## WHAT YOU WILL DO:
Which lines below include "async"? Copy them all.

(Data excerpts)

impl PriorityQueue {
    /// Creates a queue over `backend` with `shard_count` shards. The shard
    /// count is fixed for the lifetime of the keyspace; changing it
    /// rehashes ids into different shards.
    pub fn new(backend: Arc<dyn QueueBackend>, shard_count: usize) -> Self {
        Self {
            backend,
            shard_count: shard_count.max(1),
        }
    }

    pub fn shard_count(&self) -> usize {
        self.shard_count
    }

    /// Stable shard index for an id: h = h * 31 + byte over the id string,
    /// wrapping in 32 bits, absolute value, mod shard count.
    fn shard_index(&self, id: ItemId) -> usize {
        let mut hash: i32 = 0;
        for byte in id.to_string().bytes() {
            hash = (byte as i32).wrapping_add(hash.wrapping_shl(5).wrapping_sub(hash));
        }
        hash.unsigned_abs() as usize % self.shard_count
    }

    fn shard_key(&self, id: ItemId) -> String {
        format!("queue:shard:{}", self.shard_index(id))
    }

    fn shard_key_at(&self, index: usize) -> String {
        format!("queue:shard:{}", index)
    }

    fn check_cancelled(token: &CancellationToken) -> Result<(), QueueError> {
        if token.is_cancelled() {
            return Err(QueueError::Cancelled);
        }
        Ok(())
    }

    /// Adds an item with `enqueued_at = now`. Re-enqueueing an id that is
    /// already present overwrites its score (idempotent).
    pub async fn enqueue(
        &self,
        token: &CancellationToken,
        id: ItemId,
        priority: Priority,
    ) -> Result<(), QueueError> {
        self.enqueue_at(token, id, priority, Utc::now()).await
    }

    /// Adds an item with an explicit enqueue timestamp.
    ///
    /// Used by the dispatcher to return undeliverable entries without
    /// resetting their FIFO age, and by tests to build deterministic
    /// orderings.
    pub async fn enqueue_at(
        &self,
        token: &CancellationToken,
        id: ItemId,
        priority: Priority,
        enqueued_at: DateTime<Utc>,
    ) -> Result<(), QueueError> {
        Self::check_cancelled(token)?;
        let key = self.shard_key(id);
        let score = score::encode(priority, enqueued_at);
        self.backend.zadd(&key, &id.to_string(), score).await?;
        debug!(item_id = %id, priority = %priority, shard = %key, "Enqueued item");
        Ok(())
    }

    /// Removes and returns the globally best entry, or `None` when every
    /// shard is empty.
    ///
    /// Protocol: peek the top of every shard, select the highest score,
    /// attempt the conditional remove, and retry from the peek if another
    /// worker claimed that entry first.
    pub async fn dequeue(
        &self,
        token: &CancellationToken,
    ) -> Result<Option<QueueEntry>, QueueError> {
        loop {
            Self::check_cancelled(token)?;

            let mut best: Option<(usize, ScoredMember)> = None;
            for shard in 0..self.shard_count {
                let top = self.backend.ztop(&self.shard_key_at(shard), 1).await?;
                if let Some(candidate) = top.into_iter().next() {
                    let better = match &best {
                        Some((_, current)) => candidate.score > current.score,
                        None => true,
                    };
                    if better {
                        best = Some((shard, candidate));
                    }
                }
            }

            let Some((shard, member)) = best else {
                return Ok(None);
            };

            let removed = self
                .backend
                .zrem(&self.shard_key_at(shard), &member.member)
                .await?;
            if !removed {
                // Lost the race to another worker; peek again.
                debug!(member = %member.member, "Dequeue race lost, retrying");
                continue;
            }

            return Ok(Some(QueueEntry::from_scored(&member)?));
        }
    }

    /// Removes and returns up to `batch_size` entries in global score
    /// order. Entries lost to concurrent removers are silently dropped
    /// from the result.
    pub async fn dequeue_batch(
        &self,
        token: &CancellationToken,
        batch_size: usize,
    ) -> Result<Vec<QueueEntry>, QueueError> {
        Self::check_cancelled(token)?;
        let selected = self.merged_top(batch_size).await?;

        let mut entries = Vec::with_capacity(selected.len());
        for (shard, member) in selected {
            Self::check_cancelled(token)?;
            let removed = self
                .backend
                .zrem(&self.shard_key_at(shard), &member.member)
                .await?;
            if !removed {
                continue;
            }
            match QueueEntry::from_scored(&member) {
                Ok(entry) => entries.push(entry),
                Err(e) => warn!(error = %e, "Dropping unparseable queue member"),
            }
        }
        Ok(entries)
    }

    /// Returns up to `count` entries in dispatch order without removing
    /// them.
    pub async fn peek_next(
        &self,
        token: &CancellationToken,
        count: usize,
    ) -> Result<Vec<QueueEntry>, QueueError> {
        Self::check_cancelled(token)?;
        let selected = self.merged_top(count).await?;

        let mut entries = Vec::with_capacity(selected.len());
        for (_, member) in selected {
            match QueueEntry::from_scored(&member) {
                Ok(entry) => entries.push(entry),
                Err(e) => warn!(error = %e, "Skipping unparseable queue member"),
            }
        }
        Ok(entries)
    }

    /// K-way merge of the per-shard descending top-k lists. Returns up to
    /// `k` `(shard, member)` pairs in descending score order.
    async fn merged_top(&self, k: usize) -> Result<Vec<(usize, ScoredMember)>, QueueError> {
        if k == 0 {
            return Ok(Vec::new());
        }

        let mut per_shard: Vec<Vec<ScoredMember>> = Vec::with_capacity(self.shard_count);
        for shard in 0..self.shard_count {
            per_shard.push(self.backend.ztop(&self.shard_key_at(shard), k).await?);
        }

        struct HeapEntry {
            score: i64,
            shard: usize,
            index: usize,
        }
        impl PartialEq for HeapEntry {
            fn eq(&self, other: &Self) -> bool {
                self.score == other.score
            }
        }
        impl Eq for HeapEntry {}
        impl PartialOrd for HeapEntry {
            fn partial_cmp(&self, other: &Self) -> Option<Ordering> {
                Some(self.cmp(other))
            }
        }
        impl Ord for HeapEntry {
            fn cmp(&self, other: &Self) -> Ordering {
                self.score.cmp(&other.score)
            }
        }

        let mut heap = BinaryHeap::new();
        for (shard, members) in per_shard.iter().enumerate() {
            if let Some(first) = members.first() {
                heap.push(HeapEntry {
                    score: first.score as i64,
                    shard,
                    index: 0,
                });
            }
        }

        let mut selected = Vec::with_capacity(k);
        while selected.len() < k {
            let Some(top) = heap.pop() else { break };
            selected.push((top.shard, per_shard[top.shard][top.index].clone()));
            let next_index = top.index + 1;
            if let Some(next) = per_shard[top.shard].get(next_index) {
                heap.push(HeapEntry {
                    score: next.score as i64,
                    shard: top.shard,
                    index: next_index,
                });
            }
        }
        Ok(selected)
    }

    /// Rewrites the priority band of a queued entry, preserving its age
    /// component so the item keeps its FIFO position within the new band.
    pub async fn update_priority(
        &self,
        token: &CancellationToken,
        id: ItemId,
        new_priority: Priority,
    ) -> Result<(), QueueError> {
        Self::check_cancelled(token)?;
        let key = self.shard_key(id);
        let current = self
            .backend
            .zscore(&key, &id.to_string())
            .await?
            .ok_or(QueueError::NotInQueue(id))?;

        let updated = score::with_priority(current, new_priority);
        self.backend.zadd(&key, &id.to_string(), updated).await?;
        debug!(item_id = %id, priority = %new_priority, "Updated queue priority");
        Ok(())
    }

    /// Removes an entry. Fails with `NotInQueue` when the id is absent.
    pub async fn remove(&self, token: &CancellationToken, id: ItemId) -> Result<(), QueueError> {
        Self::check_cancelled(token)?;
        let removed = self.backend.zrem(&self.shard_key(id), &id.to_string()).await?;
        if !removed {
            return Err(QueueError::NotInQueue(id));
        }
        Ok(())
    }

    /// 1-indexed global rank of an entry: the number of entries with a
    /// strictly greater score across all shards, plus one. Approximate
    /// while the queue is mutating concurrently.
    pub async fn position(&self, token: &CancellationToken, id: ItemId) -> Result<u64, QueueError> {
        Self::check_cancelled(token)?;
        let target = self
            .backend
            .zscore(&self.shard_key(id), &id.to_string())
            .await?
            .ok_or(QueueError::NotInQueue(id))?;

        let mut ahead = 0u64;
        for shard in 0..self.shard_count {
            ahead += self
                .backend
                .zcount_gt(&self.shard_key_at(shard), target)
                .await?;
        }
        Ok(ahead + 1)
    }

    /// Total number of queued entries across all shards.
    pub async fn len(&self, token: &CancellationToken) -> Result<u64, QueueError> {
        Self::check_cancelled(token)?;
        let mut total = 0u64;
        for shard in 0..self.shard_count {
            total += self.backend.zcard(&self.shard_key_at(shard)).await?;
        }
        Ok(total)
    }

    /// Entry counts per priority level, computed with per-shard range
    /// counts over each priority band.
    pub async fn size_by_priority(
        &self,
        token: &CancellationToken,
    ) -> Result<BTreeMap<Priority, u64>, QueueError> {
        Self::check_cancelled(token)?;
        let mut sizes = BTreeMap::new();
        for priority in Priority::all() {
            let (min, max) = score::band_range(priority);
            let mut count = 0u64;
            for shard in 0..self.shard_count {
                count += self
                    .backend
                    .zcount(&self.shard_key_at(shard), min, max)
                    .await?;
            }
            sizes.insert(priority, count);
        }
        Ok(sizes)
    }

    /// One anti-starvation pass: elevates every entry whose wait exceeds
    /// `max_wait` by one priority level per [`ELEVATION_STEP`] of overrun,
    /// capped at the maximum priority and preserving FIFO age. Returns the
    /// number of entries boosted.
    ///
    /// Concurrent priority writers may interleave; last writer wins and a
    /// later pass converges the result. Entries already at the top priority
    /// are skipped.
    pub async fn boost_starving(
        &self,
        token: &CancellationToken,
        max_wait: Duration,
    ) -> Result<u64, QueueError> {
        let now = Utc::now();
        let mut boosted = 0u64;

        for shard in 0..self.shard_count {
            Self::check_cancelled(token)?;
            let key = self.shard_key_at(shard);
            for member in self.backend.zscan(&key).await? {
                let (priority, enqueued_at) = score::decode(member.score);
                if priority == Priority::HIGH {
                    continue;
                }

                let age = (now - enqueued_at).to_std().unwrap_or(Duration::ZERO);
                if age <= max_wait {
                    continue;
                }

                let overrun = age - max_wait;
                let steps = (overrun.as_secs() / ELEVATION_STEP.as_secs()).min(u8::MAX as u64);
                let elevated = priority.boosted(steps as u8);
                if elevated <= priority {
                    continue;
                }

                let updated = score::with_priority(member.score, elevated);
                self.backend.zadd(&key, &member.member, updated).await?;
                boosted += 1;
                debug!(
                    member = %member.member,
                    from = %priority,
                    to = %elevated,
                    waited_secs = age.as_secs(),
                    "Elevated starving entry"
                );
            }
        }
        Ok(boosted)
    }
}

## SOLVED PROBLEM:
    pub async fn enqueue(
    pub async fn enqueue_at(
    pub async fn dequeue(
    pub async fn dequeue_batch(
    pub async fn peek_next(
    async fn merged_top(&self, k: usize) -> Result<Vec<(usize, ScoredMember)>, QueueError> {
    pub async fn update_priority(
    pub async fn remove(&self, token: &CancellationToken, id: ItemId) -> Result<(), QueueError> {
    pub async fn position(&self, token: &CancellationToken, id: ItemId) -> Result<u64, QueueError> {
    pub async fn len(&self, token: &CancellationToken) -> Result<u64, QueueError> {
    pub async fn size_by_priority(
    pub async fn boost_starving(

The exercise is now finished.